### About this exercise
Scan the lines below; pull out those with "PolarsError".

Stored data entries:

══════════════════════════════

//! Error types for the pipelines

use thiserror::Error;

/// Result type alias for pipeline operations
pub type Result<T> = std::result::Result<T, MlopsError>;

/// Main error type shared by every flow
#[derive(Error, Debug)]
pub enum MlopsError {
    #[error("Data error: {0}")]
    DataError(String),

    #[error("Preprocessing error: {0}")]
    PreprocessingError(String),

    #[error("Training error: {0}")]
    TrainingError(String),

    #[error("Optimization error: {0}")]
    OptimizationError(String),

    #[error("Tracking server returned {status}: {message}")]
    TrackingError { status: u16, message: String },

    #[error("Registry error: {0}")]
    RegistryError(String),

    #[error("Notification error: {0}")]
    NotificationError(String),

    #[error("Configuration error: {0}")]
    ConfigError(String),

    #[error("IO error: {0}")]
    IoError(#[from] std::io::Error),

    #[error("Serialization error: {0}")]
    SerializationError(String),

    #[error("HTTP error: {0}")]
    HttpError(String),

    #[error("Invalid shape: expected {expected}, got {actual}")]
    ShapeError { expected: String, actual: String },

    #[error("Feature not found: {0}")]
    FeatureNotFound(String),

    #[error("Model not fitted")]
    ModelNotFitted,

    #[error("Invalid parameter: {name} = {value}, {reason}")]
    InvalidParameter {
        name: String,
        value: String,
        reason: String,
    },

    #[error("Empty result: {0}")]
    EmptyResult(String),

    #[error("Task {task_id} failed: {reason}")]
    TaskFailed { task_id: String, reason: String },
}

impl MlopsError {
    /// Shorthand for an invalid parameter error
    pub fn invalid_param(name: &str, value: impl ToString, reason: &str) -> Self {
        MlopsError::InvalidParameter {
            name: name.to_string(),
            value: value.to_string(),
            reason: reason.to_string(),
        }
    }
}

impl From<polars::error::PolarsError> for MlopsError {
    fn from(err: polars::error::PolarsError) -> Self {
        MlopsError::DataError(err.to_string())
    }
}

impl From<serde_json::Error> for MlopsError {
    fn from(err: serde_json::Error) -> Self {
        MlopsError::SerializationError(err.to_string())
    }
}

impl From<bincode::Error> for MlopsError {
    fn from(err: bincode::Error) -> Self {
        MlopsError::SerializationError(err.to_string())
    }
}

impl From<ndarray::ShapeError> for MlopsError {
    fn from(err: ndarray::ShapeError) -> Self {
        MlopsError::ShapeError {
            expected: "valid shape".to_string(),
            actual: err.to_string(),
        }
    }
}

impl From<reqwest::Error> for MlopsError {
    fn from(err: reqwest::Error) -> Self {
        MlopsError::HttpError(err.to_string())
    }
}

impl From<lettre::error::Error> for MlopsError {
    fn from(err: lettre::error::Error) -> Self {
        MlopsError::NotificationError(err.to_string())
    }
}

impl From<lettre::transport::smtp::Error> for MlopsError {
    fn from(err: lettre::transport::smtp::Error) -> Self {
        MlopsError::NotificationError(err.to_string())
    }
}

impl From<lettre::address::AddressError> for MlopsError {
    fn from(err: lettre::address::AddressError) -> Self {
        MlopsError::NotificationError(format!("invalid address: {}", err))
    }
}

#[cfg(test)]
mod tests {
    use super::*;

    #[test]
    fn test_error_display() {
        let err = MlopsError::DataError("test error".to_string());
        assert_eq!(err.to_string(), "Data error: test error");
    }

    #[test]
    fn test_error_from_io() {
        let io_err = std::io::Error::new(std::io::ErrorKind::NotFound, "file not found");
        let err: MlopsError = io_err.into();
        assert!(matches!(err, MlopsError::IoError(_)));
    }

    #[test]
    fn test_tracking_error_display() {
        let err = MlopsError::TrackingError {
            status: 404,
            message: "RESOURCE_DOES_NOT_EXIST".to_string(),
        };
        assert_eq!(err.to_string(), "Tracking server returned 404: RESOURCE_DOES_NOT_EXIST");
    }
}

══════════════════════════════

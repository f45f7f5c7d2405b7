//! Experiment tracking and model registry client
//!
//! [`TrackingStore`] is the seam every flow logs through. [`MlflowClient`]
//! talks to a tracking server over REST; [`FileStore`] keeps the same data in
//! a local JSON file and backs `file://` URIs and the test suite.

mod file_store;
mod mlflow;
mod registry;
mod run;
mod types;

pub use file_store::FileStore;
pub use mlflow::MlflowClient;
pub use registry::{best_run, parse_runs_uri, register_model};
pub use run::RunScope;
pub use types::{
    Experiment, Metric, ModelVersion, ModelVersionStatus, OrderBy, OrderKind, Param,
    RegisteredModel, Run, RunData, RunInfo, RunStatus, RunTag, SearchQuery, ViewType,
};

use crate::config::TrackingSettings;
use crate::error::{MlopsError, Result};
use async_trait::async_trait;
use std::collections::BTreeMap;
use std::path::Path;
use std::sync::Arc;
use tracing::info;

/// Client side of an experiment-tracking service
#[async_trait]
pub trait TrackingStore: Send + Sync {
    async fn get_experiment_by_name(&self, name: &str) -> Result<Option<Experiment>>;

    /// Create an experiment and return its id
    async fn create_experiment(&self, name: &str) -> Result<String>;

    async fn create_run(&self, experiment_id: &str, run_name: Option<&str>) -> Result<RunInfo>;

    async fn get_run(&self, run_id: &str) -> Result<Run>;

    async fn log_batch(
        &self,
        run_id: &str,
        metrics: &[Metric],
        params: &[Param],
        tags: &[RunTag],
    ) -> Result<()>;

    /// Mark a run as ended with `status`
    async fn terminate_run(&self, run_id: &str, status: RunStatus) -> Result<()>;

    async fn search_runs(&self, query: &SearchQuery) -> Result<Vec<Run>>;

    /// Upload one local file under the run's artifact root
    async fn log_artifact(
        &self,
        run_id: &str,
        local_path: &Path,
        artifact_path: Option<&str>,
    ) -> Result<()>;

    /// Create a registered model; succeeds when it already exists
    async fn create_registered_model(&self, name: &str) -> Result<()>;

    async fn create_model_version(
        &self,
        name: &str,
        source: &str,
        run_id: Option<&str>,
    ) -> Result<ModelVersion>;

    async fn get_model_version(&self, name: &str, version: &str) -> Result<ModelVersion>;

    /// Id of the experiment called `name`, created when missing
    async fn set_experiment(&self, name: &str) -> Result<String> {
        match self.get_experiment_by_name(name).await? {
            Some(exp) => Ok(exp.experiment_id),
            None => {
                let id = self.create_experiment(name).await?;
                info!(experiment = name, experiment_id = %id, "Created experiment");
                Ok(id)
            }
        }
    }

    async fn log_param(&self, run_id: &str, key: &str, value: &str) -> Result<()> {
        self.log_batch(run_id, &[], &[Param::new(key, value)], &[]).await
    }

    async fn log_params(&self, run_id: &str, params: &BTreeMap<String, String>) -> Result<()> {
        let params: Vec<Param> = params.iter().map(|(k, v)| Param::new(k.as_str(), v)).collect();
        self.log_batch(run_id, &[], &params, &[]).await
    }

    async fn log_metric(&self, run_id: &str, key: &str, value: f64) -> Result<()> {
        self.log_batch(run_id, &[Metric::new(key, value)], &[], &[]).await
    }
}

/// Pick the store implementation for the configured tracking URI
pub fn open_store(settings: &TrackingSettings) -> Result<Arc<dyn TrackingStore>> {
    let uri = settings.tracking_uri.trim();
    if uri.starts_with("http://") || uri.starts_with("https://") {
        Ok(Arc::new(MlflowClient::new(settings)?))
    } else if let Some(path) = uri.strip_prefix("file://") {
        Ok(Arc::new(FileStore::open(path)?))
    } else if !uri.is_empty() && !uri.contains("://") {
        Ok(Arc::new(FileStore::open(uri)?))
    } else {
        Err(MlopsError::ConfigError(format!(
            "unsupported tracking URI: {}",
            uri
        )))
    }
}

══════════════════════════════

### Task solution
impl From<polars::error::PolarsError> for MlopsError {
    fn from(err: polars::error::PolarsError) -> Self {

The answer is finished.